Hay muchos más jitos mortales, como el saludador, el cadáver de un expedicionario que falleció en 1997 y por su gesto parece que saluda a los que están ascendiendo a la cumbre. A algunos de ellos, no solo les saluda de pasada sino que les da la bienvenida como nuevos miembros –aunque en ese momento no sean conscientes– de esa morgue itinerante, de ese vía crucis mortal que sobrecoge el ánimo no ya de los que por allí transitan sino de los que tan solo leemos el artículo que "Muy interesante" dedicó al tema de los cuerpos incorruptos de aquellos que intentaron una hazaña sobrehumana. La explicación física del fenómeno, la momificación perfecta e incorruptible, se relaciona con las bajas temperaturas –una media de -36 ⁰C en verano que llega a -72⁰C en algunos momentos del invierno–, la escasez de oxigeno en el aire y la insolación que, en conjunto, impiden la acción de las bacterias y la consiguiente descomposición. Tras la muerte la congelación del cuerpo es inmediata y el último gesto del fallecido se convierte en su seña de identidad para la eternidad.

No sé por qué, pero los restos de ropa falsificada de mercadillo que jalonan las traseras de las playas, las dunas, los barrancos y los riscos del Cabo de Gata –que también encontré ya medio fosilizadas en la costa de sotavento de Fuerteventura– me recuerdan los jitos macabros del Everest. Aunque solo sea ropa abandonada tras el desembarco de una patera, ropa mojada de la que se deshacen los recién llegados a Europa para vestirse con la ropa seca que llevan a buen recaudo para recuperar la temperatura vital. Aunque solo sea la ropa de alguien que arriesgó su vida tirándose al mar para conquistar ese particular Everest que es Europa. Aunque solo sea por eso, debajo de esa ropa, de esos vaqueros, del chándal de mal algodón, del falso cocodrilo de Lacoste, palpitó el corazón de una persona que vivió con alegría alcanzar la costa y que con el gesto de deshacerse de la ropa mojada se deshacía también de la mala vida y los peligros de una dura travesía por mar. Seguramente, tendrían la misma o parecida sensación de éxito que el alpinista que alcanza la cima y con ella combate la preocupación por saber si el descenso le será tan propicio como el ascenso.
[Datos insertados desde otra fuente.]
// ==========================================
// 日志系统初始化
// ==========================================
// 使用 tracing 和 tracing-subscriber
// 支持环境变量配置日志级别
// ==========================================

use crate::config::DashboardConfig;
use tracing_subscriber::{fmt, EnvFilter};

/// 未设置 RUST_LOG 时的默认过滤器
///
/// EXCEL_DEBUG=1|true 时本 crate 提升到 debug
pub fn default_filter(excel_debug: bool) -> String {
    if excel_debug {
        "info,inventory_ops=debug".to_string()
    } else {
        "info".to_string()
    }
}

/// 初始化日志系统
///
/// # 过滤器来源
/// - RUST_LOG: 日志级别过滤器（优先）
///   例如: RUST_LOG=debug 或 RUST_LOG=inventory_ops=trace
/// - config.excel_debug: 未设置 RUST_LOG 时输出工作表级诊断日志
///
/// # 示例
/// ```no_run
/// use inventory_ops::config::DashboardConfig;
/// use inventory_ops::logging;
/// logging::init(&DashboardConfig::from_env());
/// ```
pub fn init(config: &DashboardConfig) {
    let filter = EnvFilter::try_from_default_env()
        .unwrap_or_else(|_| EnvFilter::new(default_filter(config.excel_debug)));

    // try_init: watch 子命令与测试可能重复调用
    let _ = fmt()
        .with_env_filter(filter)
        .with_target(true)
        .with_thread_ids(false)
        .with_line_number(true)
        .try_init();
}

/// 初始化测试环境的日志系统
///
/// 使用更详细的日志级别，便于调试
pub fn init_test() {
    let _ = fmt()
        .with_env_filter(EnvFilter::new("debug"))
        .with_test_writer()
        .try_init();
}
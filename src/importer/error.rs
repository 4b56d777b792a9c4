// ==========================================
// 库存运营看板 - 导入模块错误类型
// ==========================================
// 工具: thiserror 派生宏
// 分级: 致命（主数据缺失） / 降级为空（可选工作簿） / 解析兜底（日期、数值）
// ==========================================

use thiserror::Error;

/// 导入模块错误类型
#[derive(Error, Debug)]
pub enum ImportError {
    // ===== 致命错误 =====
    #[error("主数据工作簿不存在: {data_dir} 下未找到 MasterData.xls / MasterData.xlsx")]
    MasterWorkbookMissing { data_dir: String },

    #[error("数据目录不可读: {path}: {message}")]
    DataDirUnreadable { path: String, message: String },

    // ===== 文件相关错误 =====
    #[error("文件不存在: {0}")]
    FileNotFound(String),

    #[error("文件格式不支持: {0}（仅支持 .xlsx/.xls）")]
    UnsupportedFormat(String),

    #[error("文件读取失败: {0}")]
    FileReadError(String),

    #[error("Excel 解析失败: {0}")]
    ExcelParseError(String),

    #[error("Excel 写入失败: {0}")]
    ExcelWriteError(String),

    #[error("工作表读取失败 (sheet: {sheet}): {message}")]
    SheetReadError { sheet: String, message: String },

    // ===== 输出错误 =====
    #[error("数据集输出失败 ({path}): {message}")]
    EmitError { path: String, message: String },

    #[error("序列化失败: {0}")]
    SerializationError(String),

    // ===== 通用错误 =====
    #[error("内部错误: {0}")]
    InternalError(String),

    #[error(transparent)]
    Other(#[from] anyhow::Error),
}

impl From<std::io::Error> for ImportError {
    fn from(err: std::io::Error) -> Self {
        ImportError::FileReadError(err.to_string())
    }
}

impl From<calamine::Error> for ImportError {
    fn from(err: calamine::Error) -> Self {
        ImportError::ExcelParseError(err.to_string())
    }
}

impl From<calamine::XlsxError> for ImportError {
    fn from(err: calamine::XlsxError) -> Self {
        ImportError::ExcelParseError(err.to_string())
    }
}

impl From<rust_xlsxwriter::XlsxError> for ImportError {
    fn from(err: rust_xlsxwriter::XlsxError) -> Self {
        ImportError::ExcelWriteError(err.to_string())
    }
}

impl From<serde_json::Error> for ImportError {
    fn from(err: serde_json::Error) -> Self {
        ImportError::SerializationError(err.to_string())
    }
}

/// Result 类型别名
pub type ImportResult<T> = Result<T, ImportError>;
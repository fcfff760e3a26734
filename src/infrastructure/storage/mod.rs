//! Non-database storage implementations

mod memory;

pub use memory::InMemoryStorage;
//! SeaORM implementations of the credential store and role assigner

pub mod role_repository;
pub mod user_repository;

pub use role_repository::RoleRepository;
pub use user_repository::UserRepository;

use sea_orm::{DbErr, SqlErr};

/// Unique index violations signal a lost race on a uniqueness invariant.
pub(crate) fn is_unique_violation(e: &DbErr) -> bool {
    matches!(e.sql_err(), Some(SqlErr::UniqueConstraintViolation(_)))
}
//! Request ID middleware
//!
//! Every request gets an `x-request-id` (propagated from the caller or a fresh
//! UUID v4). The ID is stored in request extensions, attached to a tracing
//! span covering the whole request, and echoed back in the response.

use axum::{body::Body, http::Request, middleware::Next, response::Response};
use tracing::Instrument;
use uuid::Uuid;

pub const REQUEST_ID_HEADER: &str = "x-request-id";

/// Longest caller-supplied ID that is propagated as-is.
const MAX_REQUEST_ID_LEN: usize = 128;

/// Extract in handlers with `Extension(RequestId(id)): Extension<RequestId>`.
#[derive(Clone, Debug)]
pub struct RequestId(pub String);

pub async fn request_id_middleware(mut request: Request<Body>, next: Next) -> Response {
    let request_id = request
        .headers()
        .get(REQUEST_ID_HEADER)
        .and_then(|v| v.to_str().ok())
        .filter(|v| !v.is_empty() && v.len() <= MAX_REQUEST_ID_LEN)
        .map(String::from)
        .unwrap_or_else(|| Uuid::new_v4().to_string());

    request
        .extensions_mut()
        .insert(RequestId(request_id.clone()));

    let span = tracing::info_span!(
        "request",
        request_id = %request_id,
        method = %request.method(),
        uri = %request.uri(),
    );

    let mut response = next.run(request).instrument(span).await;

    if let Ok(value) = request_id.parse() {
        response.headers_mut().insert(REQUEST_ID_HEADER, value);
    }

    response
}

#[cfg(test)]
mod tests {
    use super::*;
    use axum::http::StatusCode;
    use axum::routing::get;
    use axum::{middleware, Extension, Router};
    use tower::ServiceExt;

    fn app() -> Router {
        Router::new()
            .route(
                "/",
                get(|Extension(RequestId(id)): Extension<RequestId>| async move { id }),
            )
            .layer(middleware::from_fn(request_id_middleware))
    }

    #[tokio::test]
    async fn caller_id_is_propagated() {
        let resp = app()
            .oneshot(
                Request::builder()
                    .uri("/")
                    .header(REQUEST_ID_HEADER, "abc-123")
                    .body(Body::empty())
                    .unwrap(),
            )
            .await
            .unwrap();

        assert_eq!(resp.status(), StatusCode::OK);
        assert_eq!(resp.headers()[REQUEST_ID_HEADER], "abc-123");
        let body = axum::body::to_bytes(resp.into_body(), usize::MAX).await.unwrap();
        assert_eq!(&body[..], b"abc-123");
    }

    #[tokio::test]
    async fn missing_id_is_generated() {
        let resp = app()
            .oneshot(Request::builder().uri("/").body(Body::empty()).unwrap())
            .await
            .unwrap();

        let id = resp.headers()[REQUEST_ID_HEADER].to_str().unwrap();
        assert!(Uuid::parse_str(id).is_ok());
    }
}
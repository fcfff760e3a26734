//! Users API handlers

use std::sync::Arc;

use axum::{
    extract::{Path, State},
    http::StatusCode,
    Extension, Json,
};
use tracing::info;

use super::dto::{AssignRoleRequest, AuthResponse, LoginRequest, RegistrationRequest, UserDto};
use crate::application::AuthService;
use crate::interfaces::http::common::{ApiError, ApiResponse, ValidatedJson};
use crate::interfaces::http::middleware::AuthenticatedUser;

#[derive(Clone)]
pub struct UserHandlerState {
    pub auth_service: Arc<AuthService>,
}

#[utoipa::path(
    post,
    path = "/api/users/registration",
    tag = "Users",
    request_body = RegistrationRequest,
    responses(
        (status = 201, description = "User registered", body = ApiResponse<AuthResponse>),
        (status = 400, description = "Invalid fields, password mismatch or unknown role"),
        (status = 409, description = "Already registered")
    )
)]
pub async fn register(
    State(state): State<UserHandlerState>,
    ValidatedJson(request): ValidatedJson<RegistrationRequest>,
) -> Result<(StatusCode, Json<ApiResponse<AuthResponse>>), ApiError> {
    let result = state.auth_service.register(request.into()).await?;
    Ok((
        StatusCode::CREATED,
        Json(ApiResponse::success(result.into())),
    ))
}

#[utoipa::path(
    post,
    path = "/api/users/login",
    tag = "Users",
    request_body = LoginRequest,
    responses(
        (status = 200, description = "Login successful", body = ApiResponse<AuthResponse>),
        (status = 400, description = "Invalid fields"),
        (status = 401, description = "Unknown email or wrong password")
    )
)]
pub async fn login(
    State(state): State<UserHandlerState>,
    ValidatedJson(request): ValidatedJson<LoginRequest>,
) -> Result<Json<ApiResponse<AuthResponse>>, ApiError> {
    let result = state
        .auth_service
        .login(&request.email, &request.password)
        .await?;
    Ok(Json(ApiResponse::success(result.into())))
}

#[utoipa::path(
    get,
    path = "/api/users",
    tag = "Users",
    security(("bearer_auth" = [])),
    responses(
        (status = 200, description = "All users", body = ApiResponse<Vec<UserDto>>),
        (status = 401, description = "Unauthorized")
    )
)]
pub async fn list_users(
    State(state): State<UserHandlerState>,
) -> Result<Json<ApiResponse<Vec<UserDto>>>, ApiError> {
    let users = state.auth_service.list_users().await?;
    Ok(Json(ApiResponse::success(
        users.into_iter().map(UserDto::from).collect(),
    )))
}

#[utoipa::path(
    get,
    path = "/api/users/{id}",
    tag = "Users",
    security(("bearer_auth" = [])),
    params(("id" = String, Path, description = "User ID")),
    responses(
        (status = 200, description = "User details", body = ApiResponse<UserDto>),
        (status = 401, description = "Unauthorized"),
        (status = 403, description = "Admin role required"),
        (status = 404, description = "Not found")
    )
)]
pub async fn get_user(
    State(state): State<UserHandlerState>,
    Path(id): Path<String>,
) -> Result<Json<ApiResponse<UserDto>>, ApiError> {
    let user = state.auth_service.get_user(&id).await?;
    Ok(Json(ApiResponse::success(user.into())))
}

#[utoipa::path(
    post,
    path = "/api/users/{id}/roles",
    tag = "Users",
    security(("bearer_auth" = [])),
    params(("id" = String, Path, description = "User ID")),
    request_body = AssignRoleRequest,
    responses(
        (status = 200, description = "Role assigned", body = ApiResponse<UserDto>),
        (status = 400, description = "Unknown role"),
        (status = 401, description = "Unauthorized"),
        (status = 403, description = "Admin role required"),
        (status = 404, description = "Not found")
    )
)]
pub async fn assign_role(
    State(state): State<UserHandlerState>,
    Extension(caller): Extension<AuthenticatedUser>,
    Path(id): Path<String>,
    ValidatedJson(request): ValidatedJson<AssignRoleRequest>,
) -> Result<Json<ApiResponse<UserDto>>, ApiError> {
    let user = state.auth_service.assign_role(&id, &request.role).await?;
    info!(
        user_id = %user.id,
        role = %request.role,
        assigned_by = %caller.username,
        "Role assigned"
    );
    Ok(Json(ApiResponse::success(user.into())))
}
Los muchachos que dejan atrás la ropa mojada se enfrentan a una nueva vida, seguramente no tan satisfactoria para la mayoría como la que habían soñado, como la que habían deseado. Son los que ahora malpagados, maltratados, trabajan entre plásticos haciendo la comida en la conocida como la huerta de Europa que es el sureste español. Los que encalan paredes o colocan ladrillos en las nuevas urbanizaciones que jalonan la costa donde los más afortunados dejaron la ropa mojada y los menos la vida. Son los mismos que venden quincallería y CDs por las calles. A los que asola el mal de Ulises, la enfermedad de los que perdieron su patria y naufragan en la depresión de un lugar que no les aprecia, que les ofrece trabajar en aquello en lo que los europeos no queremos pero que no les da la entrada a su club, que no les hace miembros de pleno derecho por más que las ayudas sociales, que las hay y se han convertido en un acicate para la conquista de Europa, les retribuya su estancia entre nosotros.

Entre los restos de la ropa abandonada, descolorida por el sol y medio enterrada en la arena, descubro los restos de una cazadora cuya marca, Members Only –solo miembros–, parece ser una premonición. Seguramente su dueño nunca se pudo imaginar que al deshacerse de ella se deshacía también de la posibilidad de hacerse miembro de pleno derecho del club europeo. Porque Europa parece querer caminar con los nuevos aires viejos de la ultraderecha hacia un club de élite solo para miembros con pedigrí.